Remember Texas mom AliceAnn Meyer? She wrote a stirring blog in 2014 entitled "He's Not Scary, He's a Little Boy." The viral essay detailed what her son Jameson's life is like with Pfeiffer syndrome, which makes him look different from other kids because of the way his bones grow in his skull. Meyer's piece deeply touched many people, including me, because of its urgent plea for her son to be accepted. Sadly, it also inspired cruelty. Meyer was horrified to discover a photo of Jameson she used in her blog had seemingly been turned into a mean meme.

"It's basically making fun of the way he looks. The first time I saw it I just kind of looked at it and said 'It's not even funny.' Someone actually took the time to sit down and [create] it and I don't understand that. I was shocked, for sure," she told ABC News.

The mom-of-three immediately reported the misuse of the photo to Instagram, Twitter, and Facebook. To their credit, the social media sites removed the image, but it has since been reposted without permission.

She details what she went through to try to limit the scope of the photo's presence online:

jameson with pfeiffer syndrome
Credit: Courtesy AliceAnn Meyer

"Exactly one week ago I spent my Saturday night fighting an individual to remove my son's photo from his Facebook page, where it had been liked 5,000 times and shared nearly 3,000. It was no easy feat and took 100's, maybe even 1,000's of reports being submitted, an army of people fighting with me. So, to everyone that 'LOL'd,' shared, and posted that meme, let me start by introducing you to the child you find so funny. His name is Jameson. He is very real, and he was born with Pfeiffer syndrome."

Now, Meyer, who wrote a subsequent blog post called "This Is My Son Jameson, And No, You May Not Use His Photo," figures she may as well use the meme for good, explaining, "His face was everywhere and I thought it was a great opportunity to say 'This is my son and this is who he is and this is what he has. I can't stop people from doing horrible things, but if his face is out there, I may as well make it for good rather than bad."

Meyer wants people to know Jameson is just like any other 4-year-old in every other way accept for his appearance.

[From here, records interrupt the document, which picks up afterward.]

//! NarrativePipeline: a fixed, ordered chain of filter/annotator stages wrapped around a match.
//!
//! Stages run in composition order. Only stages that declare themselves blocking may end
//! the chain; on a block both narrative texts are replaced by the redaction marker and no
//! later stage runs. Every stage that runs appends exactly one `[stage_name] ...` line to
//! the audit log.

pub mod history;
pub mod stages;

pub use history::{
    InMemoryHistory, NarrativeHistory, NarrativeRecord, SledHistory, DEFAULT_HISTORY_CAPACITY,
};
pub use stages::{
    AnomalyMonitor, BalanceChecker, EmotionalNuance, EthicsFilter, GrowthTracker,
    IntegrityTracker, PublicationGatekeeper, ToneAdjuster,
};

use crate::knowledge::snapshot::MissionProfile;
use crate::matcher::Metric;
use crate::reasoning::TraceEntry;
use crate::security::DEFAULT_REDACTION_MARKER;
use serde::{Deserialize, Serialize};
use std::collections::BTreeMap;
use tracing::{info, warn};

/// The two narrative texts plus the audit trail. Both texts are always present.
#[derive(Debug, Clone, Default, PartialEq, Serialize, Deserialize)]
pub struct NarrativeState {
    pub intent_text: String,
    pub growth_text: String,
    pub audit_log: Vec<String>,
}

impl NarrativeState {
    pub fn new(intent_text: impl Into<String>, growth_text: impl Into<String>) -> Self {
        Self {
            intent_text: intent_text.into(),
            growth_text: growth_text.into(),
            audit_log: Vec::new(),
        }
    }

    pub fn combined_len(&self) -> usize {
        self.intent_text.chars().count() + self.growth_text.chars().count()
    }
}

/// Read-only request facts the stages may consult.
#[derive(Debug, Clone, Default)]
pub struct RequestContext {
    pub best_id: Option<String>,
    pub score: f64,
    pub metric: Metric,
    /// dimension id -> extractor engine
    pub provenance: BTreeMap<String, String>,
    pub trace: Vec<TraceEntry>,
    /// Every registry layer with its count of active dimensions (zero included).
    pub layer_activity: BTreeMap<String, usize>,
    /// Most recent recorded narratives, newest first.
    pub history: Vec<NarrativeRecord>,
}

/// What one stage decided.
#[derive(Debug, Clone, PartialEq)]
pub enum StageOutcome {
    Pass(String),
    /// Advisory finding; the chain continues.
    Warn(String),
    /// Only honoured for blocking stages.
    Block(String),
}

pub trait NarrativeStage: Send + Sync {
    fn name(&self) -> &'static str;

    fn is_blocking(&self) -> bool {
        false
    }

    fn apply(&self, state: &mut NarrativeState, ctx: &RequestContext) -> StageOutcome;
}

#[derive(Debug, Clone, PartialEq, Serialize)]
#[serde(tag = "status", rename_all = "snake_case")]
pub enum PipelineStatus {
    Passed,
    Blocked { stage: String },
}

#[derive(Debug, Clone, PartialEq)]
pub struct PipelineResult {
    pub state: NarrativeState,
    pub status: PipelineStatus,
    /// Advisory findings, one per warning stage.
    pub warnings: Vec<String>,
}

impl PipelineResult {
    pub fn is_blocked(&self) -> bool {
        matches!(self.status, PipelineStatus::Blocked { .. })
    }
}

/// Thresholds and word lists for the standard stage chain.
#[derive(Debug, Clone, PartialEq)]
pub struct PipelineSettings {
    pub redaction_marker: String,
    pub ethics_terms: Vec<String>,
    pub novelty_threshold: f64,
    pub balance_dominance: f64,
    pub anomaly_z_threshold: f64,
    pub anomaly_min_samples: usize,
}

impl Default for PipelineSettings {
    fn default() -> Self {
        Self {
            redaction_marker: DEFAULT_REDACTION_MARKER.to_string(),
            ethics_terms: default_ethics_terms(),
            novelty_threshold: 0.9,
            balance_dominance: 0.7,
            anomaly_z_threshold: 3.0,
            anomaly_min_samples: 5,
        }
    }
}

pub fn default_ethics_terms() -> Vec<String> {
    ["violence", "weapon", "hate", "self-harm", "abuse", "exploit"]
        .iter()
        .map(|s| s.to_string())
        .collect()
}

pub struct NarrativePipeline {
    stages: Vec<Box<dyn NarrativeStage>>,
    redaction_marker: String,
}

impl NarrativePipeline {
    pub fn new(stages: Vec<Box<dyn NarrativeStage>>, redaction_marker: &str) -> Self {
        Self {
            stages,
            redaction_marker: redaction_marker.to_string(),
        }
    }

    /// ethics → gatekeeper → tone → emotional nuance → integrity → balance → growth → anomaly
    pub fn standard(settings: &PipelineSettings, mission: Option<&MissionProfile>) -> Self {
        let stages: Vec<Box<dyn NarrativeStage>> = vec![
            Box::new(EthicsFilter::new(&settings.ethics_terms)),
            Box::new(PublicationGatekeeper::new(mission)),
            Box::new(ToneAdjuster),
            Box::new(EmotionalNuance::default()),
            Box::new(IntegrityTracker),
            Box::new(BalanceChecker::new(settings.balance_dominance)),
            Box::new(GrowthTracker::new(settings.novelty_threshold)),
            Box::new(AnomalyMonitor::new(
                settings.anomaly_z_threshold,
                settings.anomaly_min_samples,
            )),
        ];
        Self::new(stages, &settings.redaction_marker)
    }

    pub fn stage_names(&self) -> Vec<&'static str> {
        self.stages.iter().map(|s| s.name()).collect()
    }

    pub fn redaction_marker(&self) -> &str {
        &self.redaction_marker
    }

    pub fn run(&self, mut state: NarrativeState, ctx: &RequestContext) -> PipelineResult {
        let mut warnings = Vec::new();

        for stage in &self.stages {
            let name = stage.name();
            match stage.apply(&mut state, ctx) {
                StageOutcome::Pass(note) => {
                    state.audit_log.push(format!("[{}] {}", name, note));
                }
                StageOutcome::Warn(note) => {
                    warn!(target: "meaning::narrative", stage = name, note = %note, "Advisory stage warning");
                    state.audit_log.push(format!("[{}] WARNING: {}", name, note));
                    warnings.push(format!("{}: {}", name, note));
                }
                StageOutcome::Block(reason) if stage.is_blocking() => {
                    info!(target: "meaning::narrative", stage = name, reason = %reason, "Narrative blocked");
                    state.intent_text = self.redaction_marker.clone();
                    state.growth_text = self.redaction_marker.clone();
                    state.audit_log.push(format!("[{}] BLOCKED: {}", name, reason));
                    return PipelineResult {
                        state,
                        status: PipelineStatus::Blocked {
                            stage: name.to_string(),
                        },
                        warnings,
                    };
                }
                StageOutcome::Block(reason) => {
                    warn!(
                        target: "meaning::narrative",
                        stage = name,
                        reason = %reason,
                        "Advisory stage tried to block; ignored"
                    );
                    state
                        .audit_log
                        .push(format!("[{}] passed (block ignored: {})", name, reason));
                }
            }
        }

        PipelineResult {
            state,
            status: PipelineStatus::Passed,
            warnings,
        }
    }
}

impl std::fmt::Debug for NarrativePipeline {
    fn fmt(&self, f: &mut std::fmt::Formatter<'_>) -> std::fmt::Result {
        f.debug_struct("NarrativePipeline")
            .field("stages", &self.stage_names())
            .finish()
    }
}

/// Lowercased alphanumeric tokens.
pub(crate) fn tokens(text: &str) -> std::collections::BTreeSet<String> {
    text.split(|c: char| !c.is_alphanumeric())
        .filter(|t| !t.is_empty())
        .map(|t| t.to_lowercase())
        .collect()
}

/// Jaccard similarity of the token sets; two empty texts are identical.
pub(crate) fn jaccard(a: &str, b: &str) -> f64 {
    let (ta, tb) = (tokens(a), tokens(b));
    let union = ta.union(&tb).count();
    if union == 0 {
        return 1.0;
    }
    ta.intersection(&tb).count() as f64 / union as f64
}

#[cfg(test)]
mod tests {
    use super::*;

    struct Fixed(&'static str, bool, StageOutcome);

    impl NarrativeStage for Fixed {
        fn name(&self) -> &'static str {
            self.0
        }
        fn is_blocking(&self) -> bool {
            self.1
        }
        fn apply(&self, _state: &mut NarrativeState, _ctx: &RequestContext) -> StageOutcome {
            self.2.clone()
        }
    }

    #[test]
    fn advisory_block_is_ignored() {
        let pipeline = NarrativePipeline::new(
            vec![
                Box::new(Fixed("advisor", false, StageOutcome::Block("nope".into()))),
                Box::new(Fixed("after", false, StageOutcome::Pass("ran".into()))),
            ],
            "[X]",
        );
        let result = pipeline.run(NarrativeState::new("a", "b"), &RequestContext::default());
        assert_eq!(result.status, PipelineStatus::Passed);
        assert_eq!(result.state.intent_text, "a");
        assert_eq!(result.state.audit_log.len(), 2);
        assert_eq!(result.state.audit_log[1], "[after] ran");
    }

    #[test]
    fn blocking_stage_short_circuits() {
        let pipeline = NarrativePipeline::new(
            vec![
                Box::new(Fixed("first", false, StageOutcome::Warn("hm".into()))),
                Box::new(Fixed("guard", true, StageOutcome::Block("stop".into()))),
                Box::new(Fixed("never", false, StageOutcome::Pass("ran".into()))),
            ],
            "[X]",
        );
        let result = pipeline.run(NarrativeState::new("a", "b"), &RequestContext::default());
        assert!(result.is_blocked());
        assert_eq!(result.state.intent_text, "[X]");
        assert_eq!(result.state.growth_text, "[X]");
        assert_eq!(result.warnings, vec!["first: hm".to_string()]);
        assert_eq!(
            result.state.audit_log,
            vec!["[first] WARNING: hm".to_string(), "[guard] BLOCKED: stop".to_string()]
        );
    }

    #[test]
    fn standard_order_is_fixed() {
        let pipeline = NarrativePipeline::standard(&PipelineSettings::default(), None);
        assert_eq!(
            pipeline.stage_names(),
            vec![
                "ethics_filter",
                "publication_gatekeeper",
                "tone_adjuster",
                "emotional_nuance",
                "integrity_tracker",
                "balance_checker",
                "growth_tracker",
                "anomaly_monitor",
            ]
        );
    }

    #[test]
    fn jaccard_bounds() {
        assert_eq!(jaccard("", ""), 1.0);
        assert_eq!(jaccard("a b", "a b"), 1.0);
        assert_eq!(jaccard("a b", "c d"), 0.0);
        assert!((jaccard("A, b", "a c") - 1.0 / 3.0).abs() < 1e-12);
    }
}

She says she will continue to advocate for him no matter what.

On some level, I understand what this mom is going through. I have shared personal things about my three kids in my blogs, and for some reason, people—who can't possibly even be people—write the most heinous comments about me, how I parent, and even about my children!

I've come to terms with the fact that I'll be targeted, and I'm an adult so I can handle it. But when anyone says something mean about my kids, I just can't understand it. These are children. Get a grip!

Still, I won't be bullied into clamming up and acting like a robot on the other side of this computer screen. I like writing about my family and our lives. I love sharing a part of myself with my readers. But attack my girls, and don't be surprised if I go all mama bear!